Fig. 1: Microbiota influences m⁶A modification in mouse cecum.

a 67% of m⁶A peaks in the cecum are overlapping with at least one liver peak, and 87% of detected peaks in the cecum are overlapping a MeT-DB v2.0 reference peak. For the liver tissue, 86% of the methylation peaks are overlapping at least one peak of the cecal tissue, and 89% are overlapping a MeT-DB v2.0 reference peaks. The reference peaks may be overlapping with several peaks we detected. b Positions of detected m⁶A peaks on all methylated transcripts in cecum were determined using the GUITAR package. c Motif enrichment in m⁶A modification was determined by calculating total occurrence of motifs in m⁶A peaks on the 5′UTR, CDS and 3′UTR of transcripts in the cecum.

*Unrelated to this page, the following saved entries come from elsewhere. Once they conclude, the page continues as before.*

use anyhow::Result as AnyResult;
use reqwest::StatusCode;
use std::fmt;
use std::io::Read;
use std::sync::Arc;
use std::thread;
use std::time::Duration;
use tracing::{debug, error, info, warn};

use crate::config::load_config;
use crate::error::{Error, Result, format_portal_error};
use crate::payload::RequestPayload;
use crate::transport::{HttpTransport, Transport, TransportError, TransportResponse};
use crate::util::{DEFAULT_RETRY_STATUSES, backoff};

/// Public ENA Portal search endpoint.
pub const DEFAULT_URL: &str = "https://www.ebi.ac.uk/ena/portal/api/search";

const ERROR_BODY_LIMIT: u64 = 8 * 1024;

#[derive(Debug, Clone)]
pub struct ClientConfig {
    /// Search endpoint URL, typically [`DEFAULT_URL`].
    pub url: String,
    /// Time allowed to establish a connection.
    pub connect_timeout: Duration,
    /// Optional limit on the whole request, body included. `None` means no limit.
    pub timeout: Option<Duration>,
    /// Whether to verify TLS certificates.
    pub verify: bool,
}

impl Default for ClientConfig {
    fn default() -> Self {
        Self {
            url: DEFAULT_URL.to_string(),
            connect_timeout: Duration::from_secs(30),
            timeout: None,
            verify: true,
        }
    }
}

/// Bounded retry with exponential backoff.
///
/// The delay before retry `n` (0-based) is `backoff_factor * 2^n`, so the defaults wait
/// 0.5s, 1s, 2s, 4s and 8s.
#[derive(Debug, Clone, PartialEq)]
pub struct RetryPolicy {
    /// Maximum number of retries after the first attempt.
    pub total: u32,
    pub backoff_factor: Duration,
    pub backoff_max: Duration,
    /// Status codes that are retried. Anything else that is not a success is terminal.
    pub retry_statuses: Vec<u16>,
    /// Use the server's `Retry-After` instead of the computed delay when present.
    pub respect_retry_after: bool,
}

impl Default for RetryPolicy {
    fn default() -> Self {
        Self {
            total: 5,
            backoff_factor: Duration::from_millis(500),
            backoff_max: Duration::from_secs(120),
            retry_statuses: DEFAULT_RETRY_STATUSES.to_vec(),
            respect_retry_after: true,
        }
    }
}

impl RetryPolicy {
    pub fn is_retryable(&self, status: StatusCode) -> bool {
        self.retry_statuses.contains(&status.as_u16())
    }

    pub fn delay(&self, retry: u32, retry_after: Option<Duration>) -> Duration {
        match retry_after {
            Some(d) if self.respect_retry_after => d.min(self.backoff_max),
            _ => backoff(self.backoff_factor, retry, self.backoff_max),
        }
    }
}

/// A successful response whose body is still unread.
pub struct FetchResponse {
    pub status: StatusCode,
    /// Number of retries it took to get here.
    pub retries: u32,
    body: Box<dyn Read + Send>,
}

impl FetchResponse {
    pub fn into_body(self) -> Box<dyn Read + Send> {
        self.body
    }
}

impl fmt::Debug for FetchResponse {
    fn fmt(&self, f: &mut fmt::Formatter<'_>) -> fmt::Result {
        f.debug_struct("FetchResponse")
            .field("status", &self.status)
            .field("retries", &self.retries)
            .finish_non_exhaustive()
    }
}

pub type Sleeper = Arc<dyn Fn(Duration) + Send + Sync>;

#[derive(Clone)]
pub struct Client {
    url: String,
    retry: RetryPolicy,
    transport: Arc<dyn Transport>,
    sleeper: Sleeper,
}

impl fmt::Debug for Client {
    fn fmt(&self, f: &mut fmt::Formatter<'_>) -> fmt::Result {
        f.debug_struct("Client")
            .field("url", &self.url)
            .field("retry", &self.retry)
            .finish_non_exhaustive()
    }
}

impl Client {
    /// Creates a client using environment variables and/or `.enatrieverc`.
    ///
    /// This is equivalent to `Client::new(None, None, None)`.
    pub fn from_env() -> AnyResult<Self> {
        Self::new(None, None, None)
    }

    /// Creates a client using (in order of precedence):
    /// - explicit arguments
    /// - environment variables `ENATRIEVE_URL` / `ENATRIEVE_TIMEOUT` / `ENATRIEVE_VERIFY`
    /// - config file from `ENATRIEVE_RC` or `.enatrieverc`
    /// - built-in defaults
    pub fn new(
        url: Option<String>,
        timeout: Option<Duration>,
        verify: Option<bool>,
    ) -> AnyResult<Self> {
        let cfg = load_config(url, timeout, verify)?;
        Self::from_config(&cfg)
    }

    pub fn from_config(cfg: &ClientConfig) -> AnyResult<Self> {
        let transport = HttpTransport::new(cfg)?;
        Ok(Self::with_transport(cfg.url.clone(), Arc::new(transport)))
    }

    /// Creates a client around any [`Transport`], with the default retry policy.
    pub fn with_transport(url: impl Into<String>, transport: Arc<dyn Transport>) -> Self {
        Self {
            url: url.into(),
            retry: RetryPolicy::default(),
            transport,
            sleeper: Arc::new(thread::sleep),
        }
    }

    pub fn with_retry_policy(mut self, retry: RetryPolicy) -> Self {
        self.retry = retry;
        self
    }

    /// Replaces the function used to wait between retries.
    pub fn with_sleeper(mut self, sleeper: Sleeper) -> Self {
        self.sleeper = sleeper;
        self
    }

    pub fn url(&self) -> &str {
        &self.url
    }

    pub fn retry_policy(&self) -> &RetryPolicy {
        &self.retry
    }

    /// POSTs the payload and returns the response with its body unread.
    ///
    /// Retries cover only getting a response; once the body is handed out, failures are
    /// the caller's to report.
    pub fn fetch(&self, payload: &RequestPayload) -> Result<FetchResponse> {
        info!(
            url = %self.url,
            query = payload.query(),
            format = %payload.format(),
            limit = payload.limit(),
            "sending query to ENA portal"
        );

        let mut retries = 0u32;
        loop {
            let (last, retry_after) = match self.transport.post_form(&self.url, payload) {
                Ok(resp) if resp.status.is_success() => {
                    debug!(status = %resp.status, retries, "response headers received");
                    return Ok(FetchResponse {
                        status: resp.status,
                        retries,
                        body: resp.body,
                    });
                }
                Ok(resp) if self.retry.is_retryable(resp.status) => {
                    (format!("HTTP {}", resp.status), resp.retry_after)
                }
                Ok(resp) => return Err(self.status_error(resp)),
                Err(TransportError::Transient(msg)) => (msg, None),
                Err(TransportError::Fatal(msg)) => {
                    error!("request failed: {}", msg);
                    return Err(Error::Transport(msg));
                }
            };

            if retries >= self.retry.total {
                error!(retries, "retry budget spent, last failure: {}", last);
                return Err(Error::RetriesExhausted { retries, last });
            }

            let delay = self.retry.delay(retries, retry_after);
            warn!(
                retry = retries + 1,
                of = self.retry.total,
                delay_ms = delay.as_millis() as u64,
                "transient failure: {}",
                last
            );
            (self.sleeper)(delay);
            retries += 1;
        }
    }

    fn status_error(&self, resp: TransportResponse) -> Error {
        let mut raw = Vec::new();
        // The error body is only for diagnostics; a failed read just leaves it empty.
        let _ = resp.body.take(ERROR_BODY_LIMIT).read_to_end(&mut raw);
        let text = String::from_utf8_lossy(&raw);
        error!("HTTP error {}: {}", resp.status, text.trim());
        format_portal_error(resp.status, &self.url, &text)
    }
}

Consensus motifs for m⁶A (RRACH) and m⁶Am (NBCAN) are highlighted in red. d Multi-dimensional scaling (MDS) plot of the peak log2 counts-per-million IP data of all differentially methylated peaks showing the positions of the samples in the space spanned by the first and second MDS dimensions. Samples are colored with respect to condition: CONV (n = 15), conventionally raised mouse (black); GF (n = 12), germ-free mouse (cyan); ex-GF (n = 4), GF mouse colonized with the intestinal content of CONV mice (gray); abx (n = 9), CONV mice whose gut microbiota has been depleted by antibiotics treatment (magenta); vanco (n = 8), vancomycin/amphotericinB-treated mice (violet); Am (n = 11), A.muciniphila-mono-colonized mice (green), Lp (n = 3), L.plantarum-mono-colonized mice (orange); data were obtained from two independent sequencing experiments using ribodepleted RNA or purified mRNA from murine cecum. e Heat map of the peak log2 counts-per-million IP data of all differentially methylated peaks. Hierarchical clustering was performed using euclidean distance and ward.D2 linkage.